La finale de la Ligue des Champions oppose ce soir la Juventus de Turin de Gianluigi Buffon au Real Madrid, tenant du titre, et son gardien Keylor Navas. Le costaricien, artisan de la Undécima, devint ce jour là le neuvième portier à disputer une finale de la Grande Coupe d’Europe sous le maillot merengue, le septième à la gagner. L’italien, toujours en quête de l’unique trophée qui manque à son immense palmarès, est lui le quatrième gardien de l’histoire à porter le maillot bianconero lors de l’ultime rendez-vous européen de l’année.

Alors que la Juve luttera fino alla fine pour que leur gardien et capitaine puisse soulever le Graal pour la troisième fois de l’histoire du club piémontais, le Real tentera de conserver son titre et asseoir un peu plus son autorité au palmarès de la compétition. Un héritage difficile à porter pour Gianluigi Buffon, élogieux pour Keylor Navas, dans la lignée des gardiens de la Juventus et du Real Madrid qui, avant eux, disputèrent la finale de la la Ligue des Champions.

Main Opposée vous emmène sur les traces de ces glorieux anciens de la Juve et du Real, vainqueurs et vaincus qui ont défendu les couleurs de leur club et fait l’histoire de la finale de la Ligue des Champions.

 

Gianluigi Buffon, le poids du passé

Seuls deux gardiens de but de la Juventus peuvent se vanter d’avoir remporté la Ligue des Champions et malgré deux finales disputées, Gianluigi Buffon n’est pas de ceux-là. Comme son idole avant lui, il a pris part à deux finales, mais comme son idole avant lui, il a échoué par deux fois.
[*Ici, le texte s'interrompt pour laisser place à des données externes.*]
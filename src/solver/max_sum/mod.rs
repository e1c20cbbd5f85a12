// SPDX-License-Identifier: MIT OR Apache-2.0
// Copyright (c) 2025 Ian Philip Eglin
//! Fast Max-Sum with alternating directions and value propagation (ADVP).
//!
//! Each tick a factor graph is built over the free agents (variables) and the
//! tasks they can reach (functions). Messages travel along a DAG ordered by agent
//! index, once ascending and once descending, first plain and then with value
//! propagation. Every agent then picks the task with the lowest belief.

pub mod function;
pub mod graph;
pub mod variable;

pub use graph::{Edge, EdgeKind, FactorGraph};

use super::Strategy;
use super::engine::Engine;
use super::metrics::{DcopMetrics, VALUE_SIZE};
use crate::error::Result;
use crate::model::Problem;
use crate::solver_debug;
use serde::{Deserialize, Serialize};

/// Coalition bound of [`MaxSumConfig::default`]. R messages enumerate every
/// subset of a function's scope up to this size.
pub const DEFAULT_MAX_COALITION_SIZE: usize = 4;

#[derive(Debug, Clone, Serialize, Deserialize)]
#[serde(default)]
pub struct MaxSumConfig {
    /// Largest coalition a function enumerates, 0 for no bound
    pub max_coalition_size: usize,
}

impl Default for MaxSumConfig {
    fn default() -> Self {
        Self {
            max_coalition_size: DEFAULT_MAX_COALITION_SIZE,
        }
    }
}

#[derive(Debug, Clone, Default)]
pub struct MaxSumAdvp {
    config: MaxSumConfig,
}

impl MaxSumAdvp {
    pub fn new(config: MaxSumConfig) -> Self {
        Self { config }
    }

    /// One pass over the edges, descending passes run in reverse with every
    /// direction flipped.
    fn send_messages(
        &self,
        problem: &Problem,
        graph: &mut FactorGraph,
        metrics: &mut DcopMetrics,
        descending: bool,
        value_propagation: bool,
    ) {
        let edges = graph.edges().to_vec();
        let FactorGraph {
            variables,
            functions,
            ..
        } = graph;

        let ordered: Box<dyn Iterator<Item = &Edge>> = if descending {
            Box::new(edges.iter().rev())
        } else {
            Box::new(edges.iter())
        };
        for edge in ordered {
            match edge.direction(descending) {
                EdgeKind::VariableToFunction => {
                    let Some(variable) = variables.get_mut(&edge.agent) else {
                        continue;
                    };
                    if !variable.contains(edge.task) {
                        continue;
                    }
                    variable.send_q(edge.task, functions);
                    let size = variable.domain().len() as u64;
                    metrics.add_messages(size, size * VALUE_SIZE);
                    metrics.add_ncccs(1);

                    if value_propagation {
                        let choice = variable.compute_assignment(functions);
                        if let Some(function) = functions.get_mut(&edge.task) {
                            function.record_commitment(edge.agent, choice == edge.task);
                        }
                        metrics.add_bytes(VALUE_SIZE);
                    }
                }
                EdgeKind::FunctionToVariable => {
                    let Some(function) = functions.get_mut(&edge.task) else {
                        continue;
                    };
                    if !function.in_scope(edge.agent) {
                        continue;
                    }
                    let checks = function.send_r(
                        edge.agent,
                        problem,
                        variables,
                        self.config.max_coalition_size,
                        value_propagation,
                    );
                    let size = function.scope().len() as u64;
                    metrics.add_messages(size, size * VALUE_SIZE);
                    metrics.add_ncccs(checks);
                }
            }
        }
    }
}

impl Strategy for MaxSumAdvp {
    fn name(&self) -> &'static str {
        "Max-Sum ADVP"
    }

    fn decide(&mut self, engine: &mut Engine) -> Result<()> {
        let mut domains = Vec::new();
        for agent in engine.free_agents() {
            let domain = engine.free_agent_domain(agent)?;
            if domain.is_empty() {
                continue;
            }
            for &(task, _) in &domain {
                engine.mark_feasible(agent, task);
            }
            domains.push((agent, domain));
        }

        let mut graph = FactorGraph::new(domains, engine);
        if graph.is_empty() {
            engine.clear_feasible();
            return Ok(());
        }

        let mut metrics = DcopMetrics::default();
        let passes = [(false, false), (true, false), (false, true), (true, true)];
        for (descending, vp) in passes {
            self.send_messages(engine.problem(), &mut graph, &mut metrics, descending, vp);
        }
        for variable in graph.variables.values_mut() {
            variable.compute_assignment(&graph.functions);
        }

        let totals = engine.metrics_mut();
        totals.add_messages(metrics.messages_sent, metrics.network_load_bytes);
        totals.add_ncccs(metrics.ncccs);

        engine.clear_feasible();
        for (task, coalition) in graph.coalitions() {
            solver_debug!(
                "Max-Sum allocating {} to {} agents",
                engine.problem().task_id(task),
                coalition.len()
            );
            engine.allocate(task, &coalition);
        }
        Ok(())
    }
}

#[cfg(test)]
mod tests {
    use super::*;
    use crate::model::{AgentId, CoalitionValues, Demand, Location, Problem, TaskId};
    use crate::solver::{AgentStatus, Assignment, Solver};

    #[test]
    fn test_single_agent_picks_completable_task() {
        // task 0 is closer but cannot be finished by its deadline
        let problem = Problem::new(
            vec![AgentId(0)],
            vec![TaskId(0), TaskId(1)],
            vec![Location::euclidean(0, 0)],
            vec![Location::euclidean(0, 2), Location::euclidean(0, 3)],
            vec![Demand::new(4, 10), Demand::new(10, 4)],
            CoalitionValues::constant(2.0, 1),
        )
        .unwrap();
        let mut engine = Engine::new(problem);
        MaxSumAdvp::default().decide(&mut engine).unwrap();

        assert_eq!(engine.assignment(0, 1), Assignment::Reaching);
        assert_eq!(engine.assignment(0, 0), Assignment::None);
        assert!(engine.metrics().messages_sent > 0);
        assert!(engine.is_consistent());
    }

    #[test]
    fn test_config_is_bounded_by_default() {
        assert_eq!(MaxSumConfig::default().max_coalition_size, DEFAULT_MAX_COALITION_SIZE);
        let config: MaxSumConfig = serde_json::from_str("{}").unwrap();
        assert_eq!(config.max_coalition_size, 4);
        let config: MaxSumConfig = serde_json::from_str(r#"{"max_coalition_size": 0}"#).unwrap();
        assert_eq!(config.max_coalition_size, 0);
    }

    #[test]
    fn test_shared_task_is_completed() {
        let problem = Problem::new(
            vec![AgentId(0), AgentId(1)],
            vec![TaskId(0)],
            vec![Location::euclidean(0, 0), Location::euclidean(5, 5)],
            vec![Location::euclidean(0, 3)],
            vec![Demand::new(10, 6)],
            CoalitionValues::constant(2.0, 2),
        )
        .unwrap();
        let mut solver = Solver::new(problem, MaxSumAdvp::default());
        let results = solver.run().unwrap();

        assert_eq!(results.completed_task_percentage, 100.0);
        assert_eq!(solver.engine().agent_status(0), AgentStatus::Free);
        assert!(results.ncccs > 0);
    }

    #[test]
    fn test_deterministic() {
        let problem = Problem::new(
            (0..3).map(AgentId).collect(),
            (0..2).map(TaskId).collect(),
            vec![
                Location::euclidean(0, 0),
                Location::euclidean(2, 2),
                Location::euclidean(6, 1),
            ],
            vec![Location::euclidean(1, 4), Location::euclidean(5, 5)],
            vec![Demand::new(15, 9), Demand::new(18, 12)],
            CoalitionValues::constant(1.5, 3),
        )
        .unwrap();
        let first = Solver::new(problem.clone(), MaxSumAdvp::default()).run().unwrap();
        let second = Solver::new(problem, MaxSumAdvp::default()).run().unwrap();
        assert_eq!(first, second);
    }
}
Dino Zoff fut en effet le premier portier piémontais en finale.

Le 30 mai 1973, au Stadion Crvena Zvezda de Belgrade, la Juventus Turin défie le double tenant du titre, l’Ajax Amsterdam d’un certain Johan Cruijff. Dino Zoff rate son entame et s’incline dès la 4e minute sur une tête de Johnny Rep. 1-0, le score ne bougera plus et Čestmír Vycpálek, l’entraineur de la formation turinoise, fait porter le poids de la défaite au portier italien en qualifiant de stupide le but encaissé par son gardien.

10 ans plus tard, le 25 mai 1983, Dino Zoff pense tenir sa revanche et pouvoir ramener à Turin le titre européen. Mais face au Hambourg SV, il cède à nouveau d’entrée (9e) et voit lui échapper le trophée tant désiré pour son 476e et dernier match sous le maillot de la Juve, un an après avoir offert à l’Italie sa 3e Coupe du Monde. La Juventus devra encore patienter pour triompher, mais SuperDino ne remportera jamais la Coupe d’Europe des Clubs Champions.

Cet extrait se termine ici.